Fruitchouli Flash doesn’t have the usual high-register tootling of aldehydes or tingly citrus on application. Instead, the fragrance shoots straight to its main business: peach/apricot and patchouli. The peach and apricot might as well be sitting on your counter, a bit overripe, fruity but not overly sugary. The patchouli is woody and herbal and doesn’t smell like the rancid patchouli I smell all too often smell on strangers on the street. Any rose and white flowers are trampled in the fruit and patchouli head-to-head.

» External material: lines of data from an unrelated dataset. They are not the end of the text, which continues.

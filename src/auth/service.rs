//! Auth service: session lifecycle and login state machine
//!
//! Composes the credential [`Verifier`] and a [`SessionStore`] behind
//! `login` / `logout` / `is_authenticated`. Constructed once at startup
//! and injected where needed; there is no ambient global state.

use std::sync::Arc;

use serde::Deserialize;
use tokio::sync::{Mutex, RwLock};
use tracing::{info, warn};

use super::session_store::SessionStore;
use super::verifier::Verifier;
use crate::domain::{AuthError, AuthResult, Identity};

/// What to do when the persisted session is present but undecodable.
#[derive(Debug, Clone, Copy, PartialEq, Eq, Deserialize)]
#[serde(rename_all = "lowercase")]
pub enum MalformedSessionPolicy {
    /// Fall back to anonymous silently (logged at WARN).
    Reset,
    /// Surface the error to the caller of `restore`.
    Reject,
}

impl Default for MalformedSessionPolicy {
    fn default() -> Self {
        Self::Reset
    }
}

/// Process-wide session service.
///
/// The session is a single optional [`Identity`]; "is authenticated" is
/// a projection of it, so the two can never disagree. State machine:
/// anonymous → authenticated(identity) on successful login, back to
/// anonymous on logout. The transient "authenticating" state is held
/// entirely inside the serialized `login` call.
pub struct AuthService {
    verifier: Verifier,
    session_store: Arc<dyn SessionStore>,
    on_malformed: MalformedSessionPolicy,
    session: RwLock<Option<Identity>>,
    // Single-flight lock: concurrent logins serialize instead of racing
    // the session and the persisted blob.
    login_flight: Mutex<()>,
}

impl AuthService {
    pub fn new(
        verifier: Verifier,
        session_store: Arc<dyn SessionStore>,
        on_malformed: MalformedSessionPolicy,
    ) -> Self {
        Self {
            verifier,
            session_store,
            on_malformed,
            session: RwLock::new(None),
            login_flight: Mutex::new(()),
        }
    }

    /// Restore the session from persisted state.
    ///
    /// Called once at startup, before any consumer reads
    /// `is_authenticated`. Idempotent over an unchanged persisted value.
    pub async fn restore(&self) -> AuthResult<Option<Identity>> {
        let restored = match self.session_store.restore().await {
            Ok(value) => value,
            Err(AuthError::MalformedSession(detail)) => match self.on_malformed {
                MalformedSessionPolicy::Reset => {
                    warn!("persisted session is malformed, resetting to anonymous: {detail}");
                    None
                }
                MalformedSessionPolicy::Reject => {
                    return Err(AuthError::MalformedSession(detail));
                }
            },
            Err(e) => return Err(e),
        };

        *self.session.write().await = restored.clone();
        match &restored {
            Some(identity) => info!(email = %identity.email, role = %identity.role, "session restored"),
            None => info!("no persisted session, starting anonymous"),
        }
        Ok(restored)
    }

    /// Verify credentials and open a session.
    ///
    /// On success the session is replaced wholesale and persisted; on
    /// failure the previous state is left untouched and the caller gets
    /// the uniform [`AuthError::InvalidCredentials`].
    pub async fn login(&self, email: &str, password: &str) -> AuthResult<Identity> {
        let _flight = self.login_flight.lock().await;

        let identity = self.verifier.verify(email, password).await?;
        self.session_store.persist(&identity).await?;
        *self.session.write().await = Some(identity.clone());
        info!(email = %identity.email, role = %identity.role, "login succeeded");
        Ok(identity)
    }

    /// Close the session. Unconditional and idempotent: logging out of
    /// an anonymous session is a no-op that still clears the store.
    pub async fn logout(&self) -> AuthResult<()> {
        *self.session.write().await = None;
        self.session_store.clear().await?;
        info!("logged out");
        Ok(())
    }

    pub async fn current_identity(&self) -> Option<Identity> {
        self.session.read().await.clone()
    }

    pub async fn is_authenticated(&self) -> bool {
        self.session.read().await.is_some()
    }
}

Tauer’s list of Fruitchouli Flash’s notes includes musk, but I don’t smell anything soapy or particularly animalic. Amber’s shimmer definitely plays a role, though, especially as the fragrance dies down. But what strikes me most in Fruitchouli Flash is how herbal the intersection of peach and patchouli is. To me, it almost smells like dried marjarom. My garden is just greening the soil, and this afternoon I managed to find a few leaves of marjoram that overwintered, so I crushed them to sniff. To me, add some wood and it was almost an amped-up take on Fruitchouli Flash’s heart.
With Fruitchouli Flash’s combination of fruit and patchouli, I was afraid I’d be wafting intrusive sillage for hours, but that wasn’t the case. Although the fragrance lasts from breakfast to dinner, after the first half hour, it’s quiet. Toward the end of its life, the fruit and herbal hit fade to a gentle woody amber.
Fruitchouli Flash is no skin scent. It has a definite, straightforward, and particular signature, but it’s fun. This fruitchouli says what it is in a down-to-earth way without the synthetic “neon orchid” heart, sugar, screechy opening notes, and advertising campaign featuring nightclubs and silicon-enhanced lips. Bonus: it’s affordable.
Nice work, Andy. Now let’s see what you can do with Skankfest and Big White Floral.
Tauerville Fruitchouli Flash is $63 for 30 ml. For information on where to buy it, see Tauer Perfumes under Perfume Houses.